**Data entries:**
▼
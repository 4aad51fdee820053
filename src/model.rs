use crate::parser::{add_duration, clock_label, parse, parse_clock_time, parse_duration, records};
use chrono::{DateTime, Utc};
use log::info;
use serde::{Deserialize, Serialize};

/// One timed entry in a programme.
///
/// `scheduled_*` are planning hints produced by chaining durations. Once the
/// operator takes manual control, `actual_*` and `computed_end` are what count.
#[derive(Debug, Serialize, Deserialize, Clone, PartialEq)]
#[serde(rename_all = "camelCase")]
pub struct Activity {
    pub title: String,
    pub start_time: String,
    pub duration: String,
    pub scheduled_start: DateTime<Utc>,
    pub scheduled_end: DateTime<Utc>,
    #[serde(default, skip_serializing_if = "Option::is_none")]
    pub actual_start: Option<DateTime<Utc>>,
    #[serde(default, skip_serializing_if = "Option::is_none")]
    pub actual_end: Option<DateTime<Utc>>,
    #[serde(default, skip_serializing_if = "Option::is_none")]
    pub computed_end: Option<DateTime<Utc>>,
    #[serde(default, skip_serializing_if = "is_false")]
    pub paused: bool,
    #[serde(default, skip_serializing_if = "Option::is_none")]
    pub paused_at: Option<DateTime<Utc>>,
    #[serde(default)]
    pub total_paused_ms: i64,
}

fn is_false(value: &bool) -> bool {
    !*value
}

#[derive(thiserror::Error, Debug, PartialEq, Eq)]
pub enum ScheduleError {
    #[error("please fill in the title")]
    MissingTitle,
    #[error("please fill in the duration")]
    MissingDuration,
    #[error("invalid duration (use minutes or minutes:seconds): {0}")]
    InvalidDuration(String),
    #[error("the first activity needs a start time")]
    MissingStartTime,
    #[error("please fill in the start time")]
    EmptyStartTime,
    #[error("invalid start time (use HH:MM): {0}")]
    InvalidStartTime(String),
    #[error("no activity is running")]
    NoRunningActivity,
    #[error("no more activities to start")]
    NoUnstartedActivity,
    #[error("no activity at position {0}")]
    IndexOutOfRange(usize),
    #[error("{0} has already been started")]
    AlreadyStarted(String),
    #[error("programme not found: {0}")]
    UnknownProgramme(String),
    #[error("programme name is required")]
    MissingProgrammeName,
    #[error("announcement text is empty")]
    EmptyAnnouncement,
}

#[derive(Debug, Clone, Copy, PartialEq, Eq)]
pub enum PauseChange {
    Paused,
    Resumed,
}

/// Persistable form of a [`Schedule`].
#[derive(Debug, Clone, Default, PartialEq)]
pub struct ScheduleSnapshot {
    pub activities: Vec<Activity>,
    pub skip_target: Option<usize>,
}

/// The live programme and every operator transition applied to it.
///
/// Mutating methods take the current instant explicitly and validate before
/// touching anything, so an `Err` always leaves the sequence as it was.
#[derive(Debug, Clone, Default, PartialEq)]
pub struct Schedule {
    activities: Vec<Activity>,
    skip_target: Option<usize>,
}

impl Activity {
    pub fn planned(
        title: impl Into<String>,
        start_time: impl Into<String>,
        duration: impl Into<String>,
        scheduled_start: DateTime<Utc>,
    ) -> Self {
        let duration = duration.into();
        let scheduled_end = add_duration(scheduled_start, &duration);
        Activity {
            title: title.into(),
            start_time: start_time.into(),
            duration,
            scheduled_start,
            scheduled_end,
            actual_start: None,
            actual_end: None,
            computed_end: None,
            paused: false,
            paused_at: None,
            total_paused_ms: 0,
        }
    }

    pub fn is_running(&self) -> bool {
        self.actual_start.is_some() && self.actual_end.is_none()
    }

    pub fn is_unstarted(&self) -> bool {
        self.actual_start.is_none() && self.actual_end.is_none()
    }

    /// Marks the activity started at `now` and moves its plan onto the real clock.
    fn start(&mut self, now: DateTime<Utc>) {
        let end = add_duration(now, &self.duration);
        self.actual_start = Some(now);
        self.actual_end = None;
        self.computed_end = Some(end);
        self.scheduled_start = now;
        self.scheduled_end = end;
    }

    fn reset_pause(&mut self) {
        self.paused = false;
        self.paused_at = None;
        self.total_paused_ms = 0;
    }
}

impl Schedule {
    pub fn new() -> Self {
        Schedule::default()
    }

    pub fn activities(&self) -> &[Activity] {
        &self.activities
    }

    pub fn is_empty(&self) -> bool {
        self.activities.is_empty()
    }

    pub fn skip_target(&self) -> Option<usize> {
        self.skip_target
    }

    pub fn running_index(&self) -> Option<usize> {
        self.activities.iter().position(Activity::is_running)
    }

    pub fn snapshot(&self) -> ScheduleSnapshot {
        ScheduleSnapshot {
            activities: self.activities.clone(),
            skip_target: self.skip_target,
        }
    }

    /// Rebuilds a schedule from persisted state, discarding a skip selection
    /// that no longer points at an unstarted activity.
    pub fn restore(snapshot: ScheduleSnapshot) -> Self {
        let mut schedule = Schedule {
            activities: snapshot.activities,
            skip_target: snapshot.skip_target,
        };
        schedule.skip_target = schedule.valid_skip_target();
        schedule
    }

    /// Replaces the whole sequence without starting anything.
    pub fn load_sequence(&mut self, activities: Vec<Activity>) {
        self.activities = activities;
        self.skip_target = None;
    }

    /// Parses `text`, installs it and starts the first activity.
    pub fn process_input(&mut self, text: &str, now: DateTime<Utc>) -> usize {
        self.load_sequence(parse(text, now));
        self.start_first_if_idle(now);
        info!("loaded programme with {} activities", self.activities.len());
        self.activities.len()
    }

    /// Auto-start step used when a programme is first loaded: starts element 0
    /// unless something is already running.
    pub fn start_first_if_idle(&mut self, now: DateTime<Utc>) {
        if self.running_index().is_some() {
            return;
        }
        if let Some(first) = self.activities.first_mut() {
            first.start(now);
        }
    }

    /// Loads an edited saved programme: every record is rechained from `now`,
    /// its start label rewritten, and the first activity started.
    pub fn open_saved_set(&mut self, text: &str, now: DateTime<Utc>) -> Result<usize, ScheduleError> {
        let items = records(text);
        for (title, _, duration) in &items {
            if title.is_empty() {
                return Err(ScheduleError::MissingTitle);
            }
            if duration.is_empty() {
                return Err(ScheduleError::MissingDuration);
            }
        }
        let mut cursor = now;
        let mut activities = Vec::with_capacity(items.len());
        for (title, _, duration) in items {
            let activity = Activity::planned(title, clock_label(cursor), duration, cursor);
            cursor = activity.scheduled_end;
            activities.push(activity);
        }
        self.load_sequence(activities);
        self.start_first_if_idle(now);
        Ok(self.activities.len())
    }

    /// Adds an activity at the end of the programme.
    ///
    /// The first activity of an empty programme requires an `HH:MM` start
    /// time and starts immediately. Later ones chain behind the last
    /// scheduled end and wait for `start_next`.
    pub fn append_activity(
        &mut self,
        title: &str,
        duration: &str,
        start_time: Option<&str>,
        now: DateTime<Utc>,
    ) -> Result<usize, ScheduleError> {
        let title = title.trim();
        let duration = duration.trim();
        if title.is_empty() {
            return Err(ScheduleError::MissingTitle);
        }
        if duration.is_empty() {
            return Err(ScheduleError::MissingDuration);
        }
        if parse_duration(duration)?.is_zero() {
            return Err(ScheduleError::MissingDuration);
        }

        let activity = match self.activities.last() {
            None => {
                let label = start_time.map(str::trim).unwrap_or_default();
                parse_clock_time(label, now)?;
                let mut first = Activity::planned(title, label, duration, now);
                first.start(now);
                first
            }
            Some(last) => {
                let anchor = last.scheduled_end;
                Activity::planned(title, clock_label(anchor), duration, anchor)
            }
        };
        self.activities.push(activity);
        Ok(self.activities.len() - 1)
    }

    /// Ends whatever is running and starts the selected or earliest-scheduled
    /// unstarted activity, rechaining everything unstarted after it.
    pub fn start_next(&mut self, now: DateTime<Utc>) -> Result<usize, ScheduleError> {
        let next = self
            .valid_skip_target()
            .or_else(|| self.earliest_unstarted())
            .ok_or(ScheduleError::NoUnstartedActivity)?;

        if let Some(running) = self.running_index() {
            self.activities[running].actual_end = Some(now);
        }
        self.activities[next].start(now);
        self.skip_target = None;

        let mut cursor = self.activities[next].scheduled_end;
        for activity in self.activities.iter_mut().skip(next + 1) {
            if !activity.is_unstarted() {
                continue;
            }
            activity.scheduled_start = cursor;
            activity.scheduled_end = add_duration(cursor, &activity.duration);
            activity.start_time = clock_label(cursor);
            cursor = activity.scheduled_end;
        }
        info!("started {}", self.activities[next].title);
        Ok(next)
    }

    /// Ends the running activity without starting a replacement.
    pub fn end_current(&mut self, now: DateTime<Utc>) -> Result<usize, ScheduleError> {
        let running = self
            .running_index()
            .ok_or(ScheduleError::NoRunningActivity)?;
        self.activities[running].actual_end = Some(now);
        info!("ended {}", self.activities[running].title);
        Ok(running)
    }

    pub fn toggle_pause(&mut self, now: DateTime<Utc>) -> Result<PauseChange, ScheduleError> {
        let running = self
            .running_index()
            .ok_or(ScheduleError::NoRunningActivity)?;
        let activity = &mut self.activities[running];
        if activity.paused {
            let since = activity.paused_at.unwrap_or(now);
            let delta = (now - since).num_milliseconds().max(0);
            activity.total_paused_ms += delta;
            activity.paused = false;
            activity.paused_at = None;
            Ok(PauseChange::Resumed)
        } else {
            activity.paused = true;
            activity.paused_at = Some(now);
            Ok(PauseChange::Paused)
        }
    }

    /// Runs activity `index` again from `now`.
    ///
    /// Later activities keep their planned times; only `start_next` reflows.
    pub fn restart_activity(&mut self, index: usize, now: DateTime<Utc>) -> Result<(), ScheduleError> {
        if index >= self.activities.len() {
            return Err(ScheduleError::IndexOutOfRange(index));
        }
        if let Some(running) = self.running_index() {
            self.activities[running].actual_end = Some(now);
        }
        for activity in &mut self.activities[..index] {
            if activity.is_running() {
                activity.actual_end = Some(now);
            }
        }
        let target = &mut self.activities[index];
        target.reset_pause();
        target.start(now);
        if self.skip_target == Some(index) {
            self.skip_target = None;
        }
        info!("re-started {}", self.activities[index].title);
        Ok(())
    }

    /// Rewrites the running activity in place, or the activity whose planned
    /// window contains `now` when nothing has been started.
    ///
    /// A `None` start keeps the stored label as it is; only a newly supplied
    /// label has to be an `HH:MM` time.
    pub fn edit_running(
        &mut self,
        title: &str,
        start_time: Option<&str>,
        duration: &str,
        now: DateTime<Utc>,
    ) -> Result<usize, ScheduleError> {
        let title = title.trim();
        let start_time = start_time.map(str::trim);
        let duration = duration.trim();
        if title.is_empty() {
            return Err(ScheduleError::MissingTitle);
        }
        if duration.is_empty() {
            return Err(ScheduleError::MissingDuration);
        }
        parse_duration(duration)?;
        if let Some(label) = start_time {
            if label.is_empty() {
                return Err(ScheduleError::EmptyStartTime);
            }
            parse_clock_time(label, now)?;
        }

        let index = self
            .edit_target(now)
            .ok_or(ScheduleError::NoRunningActivity)?;

        let activity = &mut self.activities[index];
        activity.title = title.to_string();
        if let Some(label) = start_time {
            activity.start_time = label.to_string();
        }
        activity.duration = duration.to_string();
        match activity.actual_start {
            Some(started) => {
                activity.computed_end = Some(add_duration(started, duration));
            }
            None => {
                let end = add_duration(activity.scheduled_start, duration);
                activity.scheduled_end = end;
                activity.computed_end = Some(end);
            }
        }
        Ok(index)
    }

    /// The activity `edit_running` would change: the running one, else the
    /// one whose planned window contains `now`.
    pub fn edit_target(&self, now: DateTime<Utc>) -> Option<usize> {
        self.running_index().or_else(|| {
            self.activities
                .iter()
                .position(|a| a.scheduled_start <= now && now < a.scheduled_end)
        })
    }

    /// Chooses which unstarted activity the next `start_next` will run.
    pub fn select_skip_target(&mut self, index: usize) -> Result<(), ScheduleError> {
        let activity = self
            .activities
            .get(index)
            .ok_or(ScheduleError::IndexOutOfRange(index))?;
        if !activity.is_unstarted() {
            return Err(ScheduleError::AlreadyStarted(activity.title.clone()));
        }
        self.skip_target = Some(index);
        Ok(())
    }

    pub fn end_programme(&mut self) {
        self.load_sequence(Vec::new());
        info!("programme ended and cleared");
    }

    fn valid_skip_target(&self) -> Option<usize> {
        self.skip_target
            .filter(|&i| self.activities.get(i).is_some_and(Activity::is_unstarted))
    }

    fn earliest_unstarted(&self) -> Option<usize> {
        self.activities
            .iter()
            .enumerate()
            .filter(|(_, a)| a.is_unstarted())
            .min_by_key(|(_, a)| a.scheduled_start)
            .map(|(i, _)| i)
    }
}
▲
**TASK:** Copy from the entries above each line in which the string "EmptyStartTime" can be found.

**EXERCISE RESULT:**
    EmptyStartTime,
                return Err(ScheduleError::EmptyStartTime);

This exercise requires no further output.